Este 1 de diciembre, Día Mundial de Respuesta al VIH/Sida, nos encuentra en una paradoja cruel: Argentina cuenta con una legislación de vanguardia —la Ley 27.675— y un consenso científico claro sobre la estrategia Indetectable = Intransmisible (I=I), pero enfrenta un retroceso sanitario sin precedentes. Mientras la ciencia confirma que una persona en tratamiento no transmite el virus, el desfinanciamiento estatal pone en jaque esa misma posibilidad. La ecuación es simple y brutal: sin presupuesto no hay tratamiento, y sin tratamiento, el virus vuelve a ser una amenaza mortal y transmisible.
La "motosierra" del gobierno de Javier Milei pasó de ser un eslogan a una realidad que vulnera derechos humanos básicos. Los reportes indican un recorte de entre el 76% y el 92% en el Programa 22 durante 2024, encargado de la respuesta al VIH, Hepatitis y Tuberculosis. Esto no es un mero ajuste fiscal; es el desmantelamiento de la prevención combinada. La falta de preservativos (cuya distribución cayó un 44%) y la eliminación virtual de la Profilaxis Pre-Exposición (PrEP) nos dejaron sin barreras de contención, exponiendo a las poblaciones más vulnerables a un riesgo sanitario inminente.
Epidemiológicamente, los datos del 2023 ya encendieron las alarmas que el ajuste actual promete agravar. Se estima que 140.000 personas viven con VIH en el país, pero el dato más preocupante es el diagnóstico tardío: el 45% de las personas se entera de su estado cuando la infección ya avanzó, cifra que trepa al 60% en provincias como Tierra del Fuego. Esta falla estructural en el "primer 95" (el diagnóstico) demuestra que el sistema de salud no está llegando a tiempo, y el retiro del Estado nacional solo profundizará esta brecha, delegando en ONGs una responsabilidad que es constitucionalmente indelegable.

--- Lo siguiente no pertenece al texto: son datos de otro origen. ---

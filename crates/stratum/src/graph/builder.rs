//! Assembles elements and relationships into a [`Graph`].

use std::collections::HashSet;

use indexmap::IndexMap;
use log::{debug, info, warn};

use stratum_core::{
    diagnostic::{Diagnostic, ErrorCode, ValidationReport},
    model::{Element, MetaModel, Relationship, RelationshipKind},
};

use super::{
    Graph, GraphEdge, GraphNode, Metrics, build_indices, compute_hierarchy, detect_cycles,
    detect_orphans,
};
use crate::config::GraphConfig;

/// Builds graphs and collects the warnings raised while doing so.
///
/// Building never fails. Duplicate nodes, duplicate edges and edges with a
/// missing endpoint are dropped and reported through [`GraphBuilder::warnings`].
#[derive(Debug)]
pub struct GraphBuilder {
    containment: Vec<RelationshipKind>,
    warnings: Vec<Diagnostic>,
    /// Ids of relationships the last build dropped for a missing endpoint.
    excluded: Vec<String>,
}

impl Default for GraphBuilder {
    fn default() -> Self {
        Self::new(&GraphConfig::default())
    }
}

impl GraphBuilder {
    pub fn new(config: &GraphConfig) -> Self {
        Self {
            containment: config.containment_kinds(),
            warnings: Vec::new(),
            excluded: Vec::new(),
        }
    }

    /// Builds a graph from every element of `model` and from its layer
    /// relationships followed by its references.
    pub fn build_from_model(&mut self, model: &MetaModel) -> Graph {
        let elements: Vec<Element> = model.elements().cloned().collect();
        let relationships: Vec<Relationship> = model.all_relationships().cloned().collect();
        self.build_graph(&elements, &relationships)
    }

    /// Builds a graph with hierarchy, metrics and indices.
    ///
    /// The first element with a given id wins. Relationships are kept only
    /// when both endpoints exist and their id has not been seen yet.
    pub fn build_graph(&mut self, elements: &[Element], relationships: &[Relationship]) -> Graph {
        self.excluded.clear();
        let mut nodes: IndexMap<String, GraphNode> = IndexMap::with_capacity(elements.len());
        for element in elements {
            if nodes.contains_key(&element.id) {
                self.warn(
                    Diagnostic::warning(format!(
                        "element `{}` in layer `{}` duplicates an existing node and was dropped",
                        element.id, element.layer_id
                    ))
                    .with_code(ErrorCode::W300)
                    .with_subject(element.id.clone()),
                );
                continue;
            }
            nodes.insert(element.id.clone(), GraphNode::new(element.clone()));
        }

        let mut edges: IndexMap<String, GraphEdge> = IndexMap::with_capacity(relationships.len());
        for relationship in relationships {
            let source = nodes.get(&relationship.source_id);
            let target = nodes.get(&relationship.target_id);
            let (Some(source), Some(target)) = (source, target) else {
                let missing = if source.is_none() {
                    &relationship.source_id
                } else {
                    &relationship.target_id
                };
                self.warn(
                    Diagnostic::warning(format!(
                        "relationship `{}` references missing element `{missing}` and was excluded",
                        relationship.id
                    ))
                    .with_code(ErrorCode::W301)
                    .with_subject(relationship.id.clone()),
                );
                self.excluded.push(relationship.id.clone());
                continue;
            };
            if edges.contains_key(&relationship.id) {
                self.warn(
                    Diagnostic::warning(format!(
                        "relationship id `{}` is already used by another edge; the later one was dropped",
                        relationship.id
                    ))
                    .with_code(ErrorCode::W302)
                    .with_subject(relationship.id.clone()),
                );
                continue;
            }

            let edge = GraphEdge {
                relationship: relationship.clone(),
                source_layer: source.layer_id().to_string(),
                target_layer: target.layer_id().to_string(),
            };
            edges.insert(relationship.id.clone(), edge);
        }

        let hierarchy = compute_hierarchy(&mut nodes, &edges, &self.containment);
        let indices = build_indices(&nodes, &edges);

        let mut graph = Graph {
            metrics: Metrics {
                node_count: nodes.len(),
                edge_count: edges.len(),
                ..Metrics::default()
            },
            nodes,
            edges,
            hierarchy,
            indices,
            cross_layer_links: Vec::new(),
        };
        graph.metrics.circular_dependencies = detect_cycles(&graph);
        graph.metrics.orphaned_nodes = detect_orphans(&graph);

        info!(
            nodes = graph.metrics.node_count,
            edges = graph.metrics.edge_count,
            max_depth = graph.hierarchy.max_depth,
            cycles = graph.metrics.circular_dependencies.len(),
            orphans = graph.metrics.orphaned_nodes.len();
            "Graph built"
        );

        graph
    }

    /// Warnings accumulated by every build since construction or the last
    /// [`take_warnings`](Self::take_warnings).
    pub fn warnings(&self) -> &[Diagnostic] {
        &self.warnings
    }

    /// Ids of the relationships the last build excluded because an endpoint
    /// was missing. Each of them has a W301 warning.
    pub fn excluded_relationships(&self) -> &[String] {
        &self.excluded
    }

    pub fn take_warnings(&mut self) -> Vec<Diagnostic> {
        std::mem::take(&mut self.warnings)
    }

    fn warn(&mut self, diagnostic: Diagnostic) {
        warn!(code:? = diagnostic.code(); "{}", diagnostic.message());
        self.warnings.push(diagnostic);
    }
}

/// Checks relationships against elements without building a graph.
///
/// Reports duplicate element ids (E200), dangling sources (E201) and targets
/// (E202), and duplicate relationship ids (E203). The report is informational.
pub fn validate_relationships(elements: &[Element], relationships: &[Relationship]) -> ValidationReport {
    let mut report = ValidationReport::new();

    let mut element_ids = HashSet::with_capacity(elements.len());
    for element in elements {
        if !element_ids.insert(element.id.as_str()) {
            report.push(
                Diagnostic::error(format!("duplicate element id `{}`", element.id))
                    .with_code(ErrorCode::E200)
                    .with_subject(element.id.clone()),
            );
        }
    }

    let mut relationship_ids = HashSet::with_capacity(relationships.len());
    for relationship in relationships {
        if !relationship_ids.insert(relationship.id.as_str()) {
            report.push(
                Diagnostic::error(format!("duplicate relationship id `{}`", relationship.id))
                    .with_code(ErrorCode::E203)
                    .with_subject(relationship.id.clone()),
            );
        }
        if !element_ids.contains(relationship.source_id.as_str()) {
            report.push(
                Diagnostic::error(format!(
                    "relationship `{}` has unknown source `{}`",
                    relationship.id, relationship.source_id
                ))
                .with_code(ErrorCode::E201)
                .with_subject(relationship.id.clone()),
            );
        }
        if !element_ids.contains(relationship.target_id.as_str()) {
            report.push(
                Diagnostic::error(format!(
                    "relationship `{}` has unknown target `{}`",
                    relationship.id, relationship.target_id
                ))
                .with_code(ErrorCode::E202)
                .with_subject(relationship.id.clone()),
            );
        }
    }

    debug!(
        errors = report.errors().len(),
        warnings = report.warnings().len();
        "Relationships validated"
    );

    report
}

#[cfg(test)]
mod tests {
    use stratum_core::model::ElementKind;

    use super::*;

    fn goal(id: &str) -> Element {
        Element::new(id, ElementKind::Goal, "Motivation")
    }

    #[test]
    fn test_two_elements_one_relationship() {
        let elements = vec![
            goal("g1"),
            Element::new("r1", ElementKind::Requirement, "Motivation"),
        ];
        let relationships = vec![Relationship::new(
            "rel1",
            RelationshipKind::Requires,
            "g1",
            "r1",
        )];

        let mut builder = GraphBuilder::default();
        let graph = builder.build_graph(&elements, &relationships);

        assert_eq!(graph.nodes.len(), 2);
        assert_eq!(graph.edges.len(), 1);
        assert_eq!(graph.metrics.node_count, 2);
        assert_eq!(graph.metrics.edge_count, 1);
        assert!(graph.metrics.orphaned_nodes.is_empty());
        assert!(builder.warnings().is_empty());
    }

    #[test]
    fn test_missing_target_is_excluded_with_warning() {
        let elements = vec![goal("g1")];
        let relationships = vec![Relationship::new(
            "rel1",
            RelationshipKind::Requires,
            "g1",
            "missing",
        )];

        let mut builder = GraphBuilder::default();
        let graph = builder.build_graph(&elements, &relationships);

        assert!(graph.edges.is_empty());
        assert_eq!(builder.warnings().len(), 1);
        assert_eq!(builder.warnings()[0].code(), Some(ErrorCode::W301));
        assert!(builder.warnings()[0].message().contains("missing"));
        assert_eq!(builder.excluded_relationships(), ["rel1".to_string()]);

        builder.build_graph(&elements, &[]);
        assert!(builder.excluded_relationships().is_empty());
    }

    #[test]
    fn test_duplicate_node_first_wins() {
        let mut second = goal("g1");
        second.name = "Second".to_string();
        let elements = vec![goal("g1").with_name("First"), second];

        let mut builder = GraphBuilder::default();
        let graph = builder.build_graph(&elements, &[]);

        assert_eq!(graph.nodes.len(), 1);
        assert_eq!(graph.nodes["g1"].element.name, "First");
        assert_eq!(builder.warnings()[0].code(), Some(ErrorCode::W300));
    }

    #[test]
    fn test_duplicate_edge_dropped() {
        let elements = vec![goal("a"), goal("b")];
        let relationships = vec![
            Relationship::new("r", RelationshipKind::Influence, "a", "b"),
            Relationship::new("r", RelationshipKind::Influence, "b", "a"),
        ];

        let mut builder = GraphBuilder::default();
        let graph = builder.build_graph(&elements, &relationships);

        assert_eq!(graph.edges.len(), 1);
        assert_eq!(graph.edges["r"].source_id(), "a");
        assert_eq!(builder.warnings()[0].code(), Some(ErrorCode::W302));
    }

    #[test]
    fn test_edge_layers_resolved() {
        let elements = vec![
            goal("g1"),
            Element::new("s1", ElementKind::Service, "Business"),
        ];
        let relationships = vec![Relationship::new(
            "r",
            RelationshipKind::Realization,
            "s1",
            "g1",
        )];

        let graph = GraphBuilder::default().build_graph(&elements, &relationships);

        let edge = &graph.edges["r"];
        assert_eq!(edge.source_layer, "Business");
        assert_eq!(edge.target_layer, "Motivation");
        assert!(edge.is_cross_layer());
    }

    #[test]
    fn test_custom_containment() {
        let elements = vec![
            Element::new("node", ElementKind::Node, "Technology"),
            Element::new("app", ElementKind::Component, "Application"),
        ];
        let relationships = vec![Relationship::new(
            "d",
            RelationshipKind::DeployedTo,
            "node",
            "app",
        )];

        let config = GraphConfig::new(vec!["deployed-to".to_string()]);
        let graph = GraphBuilder::new(&config).build_graph(&elements, &relationships);

        assert_eq!(graph.hierarchy.max_depth, 1);
        assert_eq!(graph.nodes["app"].parent_id.as_deref(), Some("node"));
    }

    #[test]
    fn test_empty_input() {
        let graph = GraphBuilder::default().build_graph(&[], &[]);
        assert!(graph.is_empty());
        assert_eq!(graph.metrics, Metrics::default());
        assert_eq!(graph.hierarchy.max_depth, 0);
    }

    #[test]
    fn test_validate_relationships() {
        let elements = vec![goal("a"), goal("a"), goal("b")];
        let relationships = vec![
            Relationship::new("r1", RelationshipKind::Influence, "a", "b"),
            Relationship::new("r1", RelationshipKind::Influence, "x", "y"),
        ];

        let report = validate_relationships(&elements, &relationships);

        assert!(!report.valid());
        let codes: Vec<_> = report.errors().iter().filter_map(|d| d.code()).collect();
        assert_eq!(
            codes,
            vec![
                ErrorCode::E200,
                ErrorCode::E203,
                ErrorCode::E201,
                ErrorCode::E202
            ]
        );
    }
}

Desde una perspectiva de género, la epidemia muestra desigualdades feroces. Si bien los varones cis siguen siendo numéricamente los más afectados, las mujeres cis son diagnosticadas significativamente más tarde (mediana de 37 años frente a 34 en varones). Esto sugiere que el sistema de salud solo "ve" a las mujeres cuando están embarazadas, fallando en ofrecer testeos rutinarios fuera del control prenatal. A esto se suma el crecimiento exponencial de la sífilis (con una tasa de 69,2 cada 100.000 habitantes), una "pandemia silenciosa" que evidencia el colapso de la educación sexual y la prevención primaria.
La desigualdad federal también marca el mapa del VIH. Mientras la Ciudad de Buenos Aires (CABA) logra sostener estándares de tratamiento del primer mundo (con 86,7% de indetectabilidad) gracias a un esfuerzo presupuestario local descomunal, funciona a la vez como un "embudo" que recibe la demanda de un conurbano y un interior desabastecidos. La diferencia entre nacer en CABA o en el NOA define hoy las probabilidades de acceder a un diagnóstico a tiempo o llegar con una enfermedad avanzada.
El escenario para 2025 es crítico. La interrupción en la compra de antirretrovirales y la falta de insumos para 2026 no solo amenazan con la vida de más de 15.000 personas que podrían quedarse sin medicación, sino que fomentan la resistencia del virus a los fármacos. Defender la Ley 27.675 no es una cuestión partidaria, es una urgencia de salud pública. El Estado debe restituir de inmediato las partidas presupuestarias; de lo contrario, seremos testigos de una regresión histórica que se medirá, lamentablemente, en vidas perdidas.